La Corte di Cassazione, con l’ordinanza n. 3944/2024, si è pronunciata su un caso di resistenza a pubblico ufficiale, offrendo un importante chiarimento sui limiti della causa di non punibilità prevista dall’art. 393-bis del codice penale. La vicenda riguarda un cittadino che, durante un arresto per tentato furto, ha reagito violentemente contro un agente. La questione centrale è: il rifiuto di un agente di restituire un telefono cellulare durante un’operazione di polizia può essere considerato un ‘atto arbitrario’ tale da giustificare la reazione del cittadino? La Suprema Corte ha dato una risposta netta, dichiarando il ricorso inammissibile e confermando la condanna.

I Fatti del Caso

I fatti all’origine della controversia vedono un individuo colpire uno degli agenti di polizia che lo stavano arrestando per il reato di tentato furto. L’imputato, nel suo ricorso, ha tentato di giustificare la propria condotta sostenendo di aver reagito a un comportamento ingiusto da parte dell’agente.
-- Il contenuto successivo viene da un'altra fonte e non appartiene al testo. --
#![allow(dead_code)]

use async_trait::async_trait;
use std::collections::VecDeque;
use std::fs;
use std::path::Path;
use std::sync::{Arc, Mutex};

use course_rag::config::Config;
use course_rag::embedding::HashedProvider;
use course_rag::generator::{
    ContentBlock, GeneratorError, LlmClient, MessagesRequest, MessagesResponse,
};
use course_rag::rag::RagSystem;
use course_rag::store::InMemoryStore;

pub const MCP_COURSE: &str = "Course Title: MCP: Build Rich-Context AI Apps
Course Link: https://example.com/mcp
Course Instructor: Elie Schoppik

Lesson 0: Introduction
Lesson Link: https://example.com/mcp/0
Welcome to the course. The Model Context Protocol connects language models to tools and data.

Lesson 1: Servers
Lesson Link: https://example.com/mcp/1
An MCP server exposes resources, prompts, and tools. Servers talk to clients over stdio or HTTP.
";

pub const RETRIEVAL_COURSE: &str = "Course Title: Advanced Retrieval for AI
Course Link: https://example.com/retrieval
Course Instructor: Anton Troynikov

Lesson 0: Overview
Lesson Link: https://example.com/retrieval/0
Embeddings place similar text close together. Retrieval finds the nearest chunks for a query.

Lesson 1: Query Expansion
Query expansion rewrites the question to improve recall. Reranking orders the results.
";

/// Replays queued responses, then answers every further request with `fallback`.
pub struct ScriptedClient {
    script: Mutex<VecDeque<Result<MessagesResponse, GeneratorError>>>,
    fallback: String,
    requests: Mutex<Vec<MessagesRequest>>,
}

impl ScriptedClient {
    pub fn answering(fallback: &str) -> Arc<Self> {
        Self::scripted(Vec::new(), fallback)
    }

    pub fn scripted(
        script: Vec<Result<MessagesResponse, GeneratorError>>,
        fallback: &str,
    ) -> Arc<Self> {
        Arc::new(Self {
            script: Mutex::new(script.into()),
            fallback: fallback.to_string(),
            requests: Mutex::new(Vec::new()),
        })
    }

    pub fn requests(&self) -> Vec<MessagesRequest> {
        self.requests.lock().unwrap().clone()
    }
}

#[async_trait]
impl LlmClient for ScriptedClient {
    async fn create_message(
        &self,
        request: &MessagesRequest,
    ) -> Result<MessagesResponse, GeneratorError> {
        self.requests.lock().unwrap().push(request.clone());
        match self.script.lock().unwrap().pop_front() {
            Some(response) => response,
            None => Ok(MessagesResponse::from_text(self.fallback.clone())),
        }
    }
}

pub fn tool_use(id: &str, name: &str, input: serde_json::Value) -> MessagesResponse {
    MessagesResponse {
        id: String::new(),
        model: String::new(),
        content: vec![ContentBlock::ToolUse {
            id: id.to_string(),
            name: name.to_string(),
            input,
        }],
        stop_reason: Some("tool_use".to_string()),
        usage: None,
    }
}

pub fn test_config() -> Config {
    let mut config = Config::default();
    config.embedding.provider = "hashed".to_string();
    config.embedding.dims = Some(256);
    config.chunking.chunk_size = 200;
    config.chunking.chunk_overlap = 40;
    config
}

/// In-memory store, hashed embeddings, scripted model.
pub fn rag_with(config: &Config, client: Arc<ScriptedClient>) -> RagSystem {
    RagSystem::new(
        config,
        Arc::new(InMemoryStore::new()),
        Arc::new(HashedProvider::new(config.embedding.dims.unwrap_or(256))),
        client,
    )
}

pub fn write_courses(dir: &Path) {
    fs::create_dir_all(dir).unwrap();
    fs::write(dir.join("course1_script.txt"), MCP_COURSE).unwrap();
    fs::write(dir.join("course2_script.txt"), RETRIEVAL_COURSE).unwrap();
}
Nello specifico, l’agente si era rifiutato di restituirgli il telefono cellulare, che l’uomo intendeva visionare in quel preciso momento. Secondo la tesi difensiva, tale rifiuto avrebbe configurato un atto arbitrario, legittimando la sua reazione e rendendo applicabile l’esimente dell’art. 393-bis c.p.

La Decisione sulla resistenza a pubblico ufficiale

La Corte di Cassazione ha rigettato completamente la tesi difensiva, dichiarando il ricorso inammissibile. I giudici hanno sottolineato che le argomentazioni presentate non erano nuove, ma riproducevano deduzioni già esaminate e respinte con adeguata motivazione dalla Corte d’Appello. La decisione si fonda su una valutazione precisa del contesto in cui si sono svolti i fatti.

L’Esclusione della Causa di Giustificazione (art. 393-bis c.p.)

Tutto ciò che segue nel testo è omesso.